Science Answers The Question Of Whether Being In A Loving Relationship Makes You Fat Or Not

We’ve all witnessed some of our friends growing in size every time you see them but on the other hand, I’ve also seen couples who have lost weight during their relationship. However, according to the 2013 published study “Marital Satisfaction Predicts Weight Gain in Early Marriage” by The American Psychological Association, it seems that happy couples did indeed see a weight increase.

Following 169 newly married couples biannually over the course of four years, researches recorded and evaluated several covariates such as height, weight, marital satisfaction, stress etc.

The following statements show the two conflicting models: The Health Regulation Model Vs. The Mating Market Model

“The health regulation model suggests that satisfying relationships facilitate the functions of marriage that promote health. Thus, spouses should be most likely to gain weight when either partner is less satisfied because marital strain causes stress that interferes with self-regulatory behaviours.”

“The mating market model, in contrast, suggests that weight maintenance is motivated primarily by the desire to attract a mate. Thus, spouses should be least likely to gain weight when either partner is less satisfied because they should feel an increased need to attract a new mate.”
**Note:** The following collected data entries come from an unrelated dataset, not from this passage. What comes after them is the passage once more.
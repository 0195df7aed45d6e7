//! Booking handlers.

use axum::Json;
use axum::extract::{Path, Query, State};
use axum::http::StatusCode;
use uuid::Uuid;

use blacklight_core::types::PageResponse;
use blacklight_entity::booking::Booking;

use crate::dto::request::{CreateBookingRequest, UpdateBookingStatusRequest};
use crate::dto::response::ApiResponse;
use crate::error::ApiResult;
use crate::extractors::{AuthUser, PaginationParams, ValidatedJson};
use crate::middleware::rbac::require_admin;
use crate::state::AppState;

/// GET /api/bookings
///
/// Admins see every booking, customers only their own.
pub async fn list_bookings(
    State(state): State<AppState>,
    auth: AuthUser,
    Query(params): Query<PaginationParams>,
) -> ApiResult<Json<ApiResponse<PageResponse<Booking>>>> {
    let page = state
        .booking_service
        .list(&auth, &params.into_page_request())
        .await?;
    Ok(Json(ApiResponse::ok(page)))
}

/// POST /api/bookings
pub async fn create_booking(
    State(state): State<AppState>,
    auth: AuthUser,
    ValidatedJson(req): ValidatedJson<CreateBookingRequest>,
) -> ApiResult<(StatusCode, Json<ApiResponse<Booking>>)> {
    let booking = state
        .booking_service
        .propose_booking(&auth, req.into())
        .await?;
    Ok((StatusCode::CREATED, Json(ApiResponse::ok(booking))))
}

/// GET /api/bookings/{id}
pub async fn get_booking(
    State(state): State<AppState>,
    auth: AuthUser,
    Path(id): Path<Uuid>,
) -> ApiResult<Json<ApiResponse<Booking>>> {
    let booking = state.booking_service.get(&auth, id).await?;
    Ok(Json(ApiResponse::ok(booking)))
}

/// PATCH /api/bookings/{id}/status (admin)
pub async fn update_booking_status(
    State(state): State<AppState>,
    auth: AuthUser,
    Path(id): Path<Uuid>,
    ValidatedJson(req): ValidatedJson<UpdateBookingStatusRequest>,
) -> ApiResult<Json<ApiResponse<Booking>>> {
    require_admin(&auth)?;
    let booking = state
        .booking_service
        .update_status(&auth, id, req.status)
        .await?;
    Ok(Json(ApiResponse::ok(booking)))
}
According to the study, the results supports the mating market model. Their own and partner satisfaction were positively associated with the changes in their weight. “Spouses who were less satisfied than usual or had partners who were less satisfied than usual were more likely to consider divorce and thus less likely to gain weight.”



“Spouses in satisfying relationships relax their efforts to maintain their weight because they are no longer motivated to attract a mate.”
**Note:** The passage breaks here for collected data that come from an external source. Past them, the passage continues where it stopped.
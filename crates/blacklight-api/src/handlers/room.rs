//! Room catalog and availability handlers.

use axum::Json;
use axum::extract::{Path, Query, State};
use axum::http::StatusCode;
use uuid::Uuid;

use blacklight_entity::room::Room;
use blacklight_service::booking::RoomAvailability;

use crate::dto::request::{AvailabilityQuery, CreateRoomRequest, UpdateRoomRequest};
use crate::dto::response::{ApiResponse, MessageResponse};
use crate::error::ApiResult;
use crate::extractors::{AuthUser, ValidatedJson};
use crate::middleware::rbac::require_admin;
use crate::state::AppState;

/// GET /api/rooms
pub async fn list_rooms(State(state): State<AppState>) -> ApiResult<Json<ApiResponse<Vec<Room>>>> {
    let rooms = state.room_service.list().await?;
    Ok(Json(ApiResponse::ok(rooms)))
}

/// GET /api/rooms/{id}
pub async fn get_room(
    State(state): State<AppState>,
    Path(id): Path<Uuid>,
) -> ApiResult<Json<ApiResponse<Room>>> {
    let room = state.room_service.get(id).await?;
    Ok(Json(ApiResponse::ok(room)))
}

/// GET /api/rooms/{id}/availability?date=YYYY-MM-DD
pub async fn room_availability(
    State(state): State<AppState>,
    Path(id): Path<Uuid>,
    Query(query): Query<AvailabilityQuery>,
) -> ApiResult<Json<ApiResponse<RoomAvailability>>> {
    let availability = state.booking_service.availability(id, query.date).await?;
    Ok(Json(ApiResponse::ok(availability)))
}

/// POST /api/rooms (admin)
pub async fn create_room(
    State(state): State<AppState>,
    auth: AuthUser,
    ValidatedJson(req): ValidatedJson<CreateRoomRequest>,
) -> ApiResult<(StatusCode, Json<ApiResponse<Room>>)> {
    require_admin(&auth)?;
    let room = state.room_service.create(&auth, req.into()).await?;
    Ok((StatusCode::CREATED, Json(ApiResponse::ok(room))))
}

/// PUT /api/rooms/{id} (admin)
pub async fn update_room(
    State(state): State<AppState>,
    auth: AuthUser,
    Path(id): Path<Uuid>,
    ValidatedJson(req): ValidatedJson<UpdateRoomRequest>,
) -> ApiResult<Json<ApiResponse<Room>>> {
    require_admin(&auth)?;
    let room = state.room_service.update(&auth, id, req.into()).await?;
    Ok(Json(ApiResponse::ok(room)))
}

/// DELETE /api/rooms/{id} (admin)
pub async fn delete_room(
    State(state): State<AppState>,
    auth: AuthUser,
    Path(id): Path<Uuid>,
) -> ApiResult<Json<ApiResponse<MessageResponse>>> {
    require_admin(&auth)?;
    state.room_service.delete(&auth, id).await?;
    Ok(Json(ApiResponse::ok(MessageResponse::new("Room deleted"))))
}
Sarah Novak, associate professor of psychology at Hofstra University and coauthor of the study, told Elite Daily that couples don’t necessarily get fat together. “We’re talking 5, 10, maybe 15 pounds over four years. That’s not a lot, but it can be a meaningful amount for potential health risks like Type 2 diabetes and heart disease, especially if the pattern continues over more time.”

“If you run five miles every day because you enjoy it, being in a stable, happy relationship won’t undermine that. But if you run five miles every day because you want to look cute to attract someone new, you’ll lose that motivation when you’re in a happy relationship.”

“People’s priorities are different when they think they might have to date and attract someone new. If you think your relationship might end, you might prioritize healthy eating and working out. If you’re comfortable in your marriage, you might prioritize activities that are more pleasurable, like sleeping in or sharing brunch.”